#### RECORD SET ####

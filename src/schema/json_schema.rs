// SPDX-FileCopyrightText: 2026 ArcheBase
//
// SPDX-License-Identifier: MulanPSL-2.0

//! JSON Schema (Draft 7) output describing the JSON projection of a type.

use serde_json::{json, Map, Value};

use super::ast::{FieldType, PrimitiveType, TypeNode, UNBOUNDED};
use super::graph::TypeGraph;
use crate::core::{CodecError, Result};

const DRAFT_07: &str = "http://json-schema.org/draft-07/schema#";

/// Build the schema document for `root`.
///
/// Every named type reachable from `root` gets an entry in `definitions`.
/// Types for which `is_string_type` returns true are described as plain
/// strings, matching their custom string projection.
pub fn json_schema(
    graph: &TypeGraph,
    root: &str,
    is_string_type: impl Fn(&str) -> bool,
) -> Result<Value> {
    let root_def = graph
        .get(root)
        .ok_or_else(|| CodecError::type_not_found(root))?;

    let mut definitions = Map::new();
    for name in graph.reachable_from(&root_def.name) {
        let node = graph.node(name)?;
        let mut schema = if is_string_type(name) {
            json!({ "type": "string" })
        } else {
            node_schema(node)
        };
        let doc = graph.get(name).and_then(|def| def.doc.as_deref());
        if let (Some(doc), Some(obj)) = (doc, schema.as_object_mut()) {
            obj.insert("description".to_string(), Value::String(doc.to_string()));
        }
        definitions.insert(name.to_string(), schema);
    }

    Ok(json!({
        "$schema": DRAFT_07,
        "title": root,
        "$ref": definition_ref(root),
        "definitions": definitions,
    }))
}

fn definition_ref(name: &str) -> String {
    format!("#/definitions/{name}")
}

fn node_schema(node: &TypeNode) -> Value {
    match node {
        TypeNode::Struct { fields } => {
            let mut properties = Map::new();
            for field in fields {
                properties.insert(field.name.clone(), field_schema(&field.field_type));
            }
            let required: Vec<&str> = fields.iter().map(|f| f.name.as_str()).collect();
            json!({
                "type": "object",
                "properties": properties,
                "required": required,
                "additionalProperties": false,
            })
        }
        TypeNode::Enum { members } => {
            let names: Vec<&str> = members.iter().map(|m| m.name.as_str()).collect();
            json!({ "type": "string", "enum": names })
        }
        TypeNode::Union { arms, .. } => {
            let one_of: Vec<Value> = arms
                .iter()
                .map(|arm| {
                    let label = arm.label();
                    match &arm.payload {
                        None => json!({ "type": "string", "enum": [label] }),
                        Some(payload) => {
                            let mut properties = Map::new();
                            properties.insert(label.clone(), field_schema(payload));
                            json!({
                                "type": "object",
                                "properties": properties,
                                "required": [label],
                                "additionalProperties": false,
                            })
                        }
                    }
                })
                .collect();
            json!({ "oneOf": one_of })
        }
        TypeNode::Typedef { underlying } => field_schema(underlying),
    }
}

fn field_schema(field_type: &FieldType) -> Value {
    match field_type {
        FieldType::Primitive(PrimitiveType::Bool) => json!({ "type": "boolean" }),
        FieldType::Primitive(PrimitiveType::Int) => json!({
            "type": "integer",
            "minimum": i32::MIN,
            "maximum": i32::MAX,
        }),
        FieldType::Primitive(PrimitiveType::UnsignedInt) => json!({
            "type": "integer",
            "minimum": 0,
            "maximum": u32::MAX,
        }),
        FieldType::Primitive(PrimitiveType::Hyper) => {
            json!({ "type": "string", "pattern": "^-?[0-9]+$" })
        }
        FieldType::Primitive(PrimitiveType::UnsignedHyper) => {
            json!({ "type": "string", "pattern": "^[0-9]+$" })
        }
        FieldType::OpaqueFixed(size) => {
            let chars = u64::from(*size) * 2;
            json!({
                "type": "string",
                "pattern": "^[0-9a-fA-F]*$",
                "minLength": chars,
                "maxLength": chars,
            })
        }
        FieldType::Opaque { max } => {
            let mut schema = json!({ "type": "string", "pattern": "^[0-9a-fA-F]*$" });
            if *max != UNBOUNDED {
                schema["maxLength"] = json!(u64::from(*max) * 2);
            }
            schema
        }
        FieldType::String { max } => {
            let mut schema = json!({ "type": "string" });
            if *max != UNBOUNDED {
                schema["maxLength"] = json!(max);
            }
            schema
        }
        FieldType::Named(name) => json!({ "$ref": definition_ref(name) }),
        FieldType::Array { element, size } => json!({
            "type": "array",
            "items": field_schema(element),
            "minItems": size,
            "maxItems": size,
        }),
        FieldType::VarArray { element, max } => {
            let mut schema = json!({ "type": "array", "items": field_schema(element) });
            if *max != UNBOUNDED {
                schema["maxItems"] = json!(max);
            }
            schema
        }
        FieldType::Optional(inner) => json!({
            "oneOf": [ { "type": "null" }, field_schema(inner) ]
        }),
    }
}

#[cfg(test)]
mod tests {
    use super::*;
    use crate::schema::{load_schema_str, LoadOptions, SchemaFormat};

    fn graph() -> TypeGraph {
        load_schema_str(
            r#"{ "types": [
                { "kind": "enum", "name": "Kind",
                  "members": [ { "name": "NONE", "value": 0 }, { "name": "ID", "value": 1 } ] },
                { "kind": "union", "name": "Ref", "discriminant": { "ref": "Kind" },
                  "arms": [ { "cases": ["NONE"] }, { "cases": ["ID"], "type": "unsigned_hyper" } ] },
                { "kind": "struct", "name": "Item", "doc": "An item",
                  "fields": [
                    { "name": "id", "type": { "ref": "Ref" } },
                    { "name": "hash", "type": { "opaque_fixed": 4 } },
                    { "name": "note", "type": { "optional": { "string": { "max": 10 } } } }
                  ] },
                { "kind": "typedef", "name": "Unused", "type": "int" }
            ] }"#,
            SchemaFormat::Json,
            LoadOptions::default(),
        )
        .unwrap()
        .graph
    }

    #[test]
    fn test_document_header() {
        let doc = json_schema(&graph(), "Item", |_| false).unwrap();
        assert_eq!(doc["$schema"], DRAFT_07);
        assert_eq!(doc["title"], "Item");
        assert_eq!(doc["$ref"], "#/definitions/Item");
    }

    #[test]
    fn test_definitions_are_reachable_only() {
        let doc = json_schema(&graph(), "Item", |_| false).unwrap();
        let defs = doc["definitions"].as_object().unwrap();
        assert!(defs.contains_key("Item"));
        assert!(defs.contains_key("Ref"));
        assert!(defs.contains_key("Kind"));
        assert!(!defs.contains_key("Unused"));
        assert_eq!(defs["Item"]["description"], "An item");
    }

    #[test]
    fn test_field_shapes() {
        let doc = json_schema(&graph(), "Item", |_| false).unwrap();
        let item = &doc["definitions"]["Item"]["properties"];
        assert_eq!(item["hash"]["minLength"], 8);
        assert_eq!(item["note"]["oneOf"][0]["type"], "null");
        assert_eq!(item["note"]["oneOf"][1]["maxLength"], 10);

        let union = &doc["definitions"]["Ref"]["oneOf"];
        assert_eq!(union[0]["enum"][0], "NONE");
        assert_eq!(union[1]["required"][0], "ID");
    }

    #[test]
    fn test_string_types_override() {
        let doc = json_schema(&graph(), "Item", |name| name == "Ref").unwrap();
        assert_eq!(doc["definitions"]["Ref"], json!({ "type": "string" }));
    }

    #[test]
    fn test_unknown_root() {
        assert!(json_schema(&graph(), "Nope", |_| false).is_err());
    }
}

####
#### RECORD SET ####

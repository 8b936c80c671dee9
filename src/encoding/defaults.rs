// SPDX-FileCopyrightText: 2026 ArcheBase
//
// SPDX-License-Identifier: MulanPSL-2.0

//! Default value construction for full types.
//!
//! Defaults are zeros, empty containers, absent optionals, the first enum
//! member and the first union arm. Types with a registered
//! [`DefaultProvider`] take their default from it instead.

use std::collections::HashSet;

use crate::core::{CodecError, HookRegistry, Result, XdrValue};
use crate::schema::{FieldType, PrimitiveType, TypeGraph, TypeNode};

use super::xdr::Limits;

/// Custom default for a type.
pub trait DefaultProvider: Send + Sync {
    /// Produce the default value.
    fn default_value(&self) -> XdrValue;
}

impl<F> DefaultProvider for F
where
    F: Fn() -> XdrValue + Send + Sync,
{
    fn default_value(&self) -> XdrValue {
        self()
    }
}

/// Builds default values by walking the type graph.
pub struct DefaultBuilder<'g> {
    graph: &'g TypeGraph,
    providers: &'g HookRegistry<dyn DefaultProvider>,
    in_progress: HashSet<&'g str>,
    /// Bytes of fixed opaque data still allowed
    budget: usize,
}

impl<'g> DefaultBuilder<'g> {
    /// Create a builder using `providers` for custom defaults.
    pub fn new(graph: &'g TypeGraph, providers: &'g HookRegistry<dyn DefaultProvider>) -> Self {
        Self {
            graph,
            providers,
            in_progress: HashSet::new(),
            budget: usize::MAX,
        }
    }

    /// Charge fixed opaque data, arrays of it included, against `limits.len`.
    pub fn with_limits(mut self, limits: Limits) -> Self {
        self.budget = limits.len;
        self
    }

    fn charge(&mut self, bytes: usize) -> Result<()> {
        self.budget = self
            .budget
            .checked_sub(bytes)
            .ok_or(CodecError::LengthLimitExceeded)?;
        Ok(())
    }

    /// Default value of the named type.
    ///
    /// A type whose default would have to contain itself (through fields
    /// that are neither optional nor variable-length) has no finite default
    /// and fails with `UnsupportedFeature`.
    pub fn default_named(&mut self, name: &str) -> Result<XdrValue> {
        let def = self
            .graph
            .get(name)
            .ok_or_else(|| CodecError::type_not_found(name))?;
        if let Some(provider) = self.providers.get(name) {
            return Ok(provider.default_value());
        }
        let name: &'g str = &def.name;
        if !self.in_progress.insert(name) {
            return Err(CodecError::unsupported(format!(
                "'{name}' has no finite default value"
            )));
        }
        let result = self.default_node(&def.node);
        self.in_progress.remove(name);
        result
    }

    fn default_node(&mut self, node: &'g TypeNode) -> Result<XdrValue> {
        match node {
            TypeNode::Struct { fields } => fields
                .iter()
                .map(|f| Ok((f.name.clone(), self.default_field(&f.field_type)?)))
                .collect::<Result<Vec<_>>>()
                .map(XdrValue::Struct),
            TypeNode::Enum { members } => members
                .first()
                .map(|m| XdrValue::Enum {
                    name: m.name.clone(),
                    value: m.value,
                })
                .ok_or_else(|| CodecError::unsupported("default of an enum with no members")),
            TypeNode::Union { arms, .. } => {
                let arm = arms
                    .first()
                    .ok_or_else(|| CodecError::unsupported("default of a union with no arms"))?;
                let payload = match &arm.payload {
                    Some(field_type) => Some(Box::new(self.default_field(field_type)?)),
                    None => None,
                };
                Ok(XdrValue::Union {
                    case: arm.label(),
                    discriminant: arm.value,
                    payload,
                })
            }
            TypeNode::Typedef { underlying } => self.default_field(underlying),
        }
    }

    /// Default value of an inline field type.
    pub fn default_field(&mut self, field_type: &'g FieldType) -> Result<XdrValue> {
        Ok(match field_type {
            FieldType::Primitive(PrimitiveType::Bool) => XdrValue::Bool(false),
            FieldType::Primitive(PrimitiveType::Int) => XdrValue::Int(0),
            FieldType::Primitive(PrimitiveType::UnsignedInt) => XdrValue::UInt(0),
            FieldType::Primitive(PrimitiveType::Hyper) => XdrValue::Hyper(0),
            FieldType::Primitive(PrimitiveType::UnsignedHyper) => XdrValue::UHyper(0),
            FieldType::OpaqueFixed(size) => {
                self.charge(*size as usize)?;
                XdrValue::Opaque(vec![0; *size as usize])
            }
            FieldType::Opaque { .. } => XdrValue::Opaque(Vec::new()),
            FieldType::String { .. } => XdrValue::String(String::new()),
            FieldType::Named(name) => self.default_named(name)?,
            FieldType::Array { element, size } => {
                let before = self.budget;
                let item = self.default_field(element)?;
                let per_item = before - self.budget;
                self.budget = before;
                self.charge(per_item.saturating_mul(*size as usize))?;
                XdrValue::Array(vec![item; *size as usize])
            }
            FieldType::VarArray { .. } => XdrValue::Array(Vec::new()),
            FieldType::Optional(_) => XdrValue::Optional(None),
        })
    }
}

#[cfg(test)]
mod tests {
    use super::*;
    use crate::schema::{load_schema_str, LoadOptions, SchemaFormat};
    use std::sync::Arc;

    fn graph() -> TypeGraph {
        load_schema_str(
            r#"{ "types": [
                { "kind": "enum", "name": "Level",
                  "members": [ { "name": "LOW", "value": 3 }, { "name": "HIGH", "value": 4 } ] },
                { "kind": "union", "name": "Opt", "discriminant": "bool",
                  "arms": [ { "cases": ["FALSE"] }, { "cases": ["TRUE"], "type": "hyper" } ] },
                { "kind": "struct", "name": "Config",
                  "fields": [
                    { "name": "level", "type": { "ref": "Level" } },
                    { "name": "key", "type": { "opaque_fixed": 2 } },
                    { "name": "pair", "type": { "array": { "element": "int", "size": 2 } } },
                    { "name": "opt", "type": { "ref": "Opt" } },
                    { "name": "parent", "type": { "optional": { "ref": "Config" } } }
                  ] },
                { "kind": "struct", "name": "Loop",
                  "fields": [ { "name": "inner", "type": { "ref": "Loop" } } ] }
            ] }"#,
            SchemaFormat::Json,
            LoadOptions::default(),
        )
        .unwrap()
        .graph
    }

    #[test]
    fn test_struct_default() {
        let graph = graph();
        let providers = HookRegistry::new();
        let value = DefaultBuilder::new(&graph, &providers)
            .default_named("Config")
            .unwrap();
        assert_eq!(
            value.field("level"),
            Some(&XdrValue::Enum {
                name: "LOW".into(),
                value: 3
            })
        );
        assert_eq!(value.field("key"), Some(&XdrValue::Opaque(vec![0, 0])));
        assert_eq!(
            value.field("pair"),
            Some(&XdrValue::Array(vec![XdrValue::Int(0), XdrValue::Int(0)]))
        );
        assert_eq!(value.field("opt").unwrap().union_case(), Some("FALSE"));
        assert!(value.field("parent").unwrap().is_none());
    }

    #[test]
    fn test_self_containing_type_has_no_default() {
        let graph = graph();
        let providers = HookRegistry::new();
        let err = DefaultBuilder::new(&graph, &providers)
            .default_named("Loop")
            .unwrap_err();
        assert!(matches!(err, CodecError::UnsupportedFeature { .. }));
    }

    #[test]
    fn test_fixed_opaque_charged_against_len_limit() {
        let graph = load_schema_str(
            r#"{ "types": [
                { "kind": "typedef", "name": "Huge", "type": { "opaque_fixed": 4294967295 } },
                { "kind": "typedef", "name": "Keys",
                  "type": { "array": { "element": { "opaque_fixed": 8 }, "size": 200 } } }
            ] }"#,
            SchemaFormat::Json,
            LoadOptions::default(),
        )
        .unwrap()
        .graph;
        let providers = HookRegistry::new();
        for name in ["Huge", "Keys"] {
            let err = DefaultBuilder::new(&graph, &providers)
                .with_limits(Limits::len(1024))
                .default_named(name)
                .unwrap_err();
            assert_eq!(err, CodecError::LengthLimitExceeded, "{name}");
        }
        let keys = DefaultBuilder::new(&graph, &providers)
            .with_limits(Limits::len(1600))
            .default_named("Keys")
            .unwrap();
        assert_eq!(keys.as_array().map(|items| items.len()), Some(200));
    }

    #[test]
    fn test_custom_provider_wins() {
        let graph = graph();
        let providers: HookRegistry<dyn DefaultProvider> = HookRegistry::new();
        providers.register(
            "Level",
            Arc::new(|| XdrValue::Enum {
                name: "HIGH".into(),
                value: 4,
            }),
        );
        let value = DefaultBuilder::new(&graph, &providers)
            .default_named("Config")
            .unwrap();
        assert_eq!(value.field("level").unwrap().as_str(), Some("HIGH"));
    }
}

####

ABOUT THIS TASK | Take the stretch of lines above from the one containing "filename src/schema/json_schema.rs" through the one containing "let doc = graph.get(name).and_then(|def|" and repeat it exactly, adding no other line.

EXPECTED ANSWER |
filename src/schema/json_schema.rs
// SPDX-FileCopyrightText: 2026 ArcheBase
//
// SPDX-License-Identifier: MulanPSL-2.0

//! JSON Schema (Draft 7) output describing the JSON projection of a type.

use serde_json::{json, Map, Value};

use super::ast::{FieldType, PrimitiveType, TypeNode, UNBOUNDED};
use super::graph::TypeGraph;
use crate::core::{CodecError, Result};

const DRAFT_07: &str = "http://json-schema.org/draft-07/schema#";

/// Build the schema document for `root`.
///
/// Every named type reachable from `root` gets an entry in `definitions`.
/// Types for which `is_string_type` returns true are described as plain
/// strings, matching their custom string projection.
pub fn json_schema(
    graph: &TypeGraph,
    root: &str,
    is_string_type: impl Fn(&str) -> bool,
) -> Result<Value> {
    let root_def = graph
        .get(root)
        .ok_or_else(|| CodecError::type_not_found(root))?;

    let mut definitions = Map::new();
    for name in graph.reachable_from(&root_def.name) {
        let node = graph.node(name)?;
        let mut schema = if is_string_type(name) {
            json!({ "type": "string" })
        } else {
            node_schema(node)
        };
        let doc = graph.get(name).and_then(|def| def.doc.as_deref());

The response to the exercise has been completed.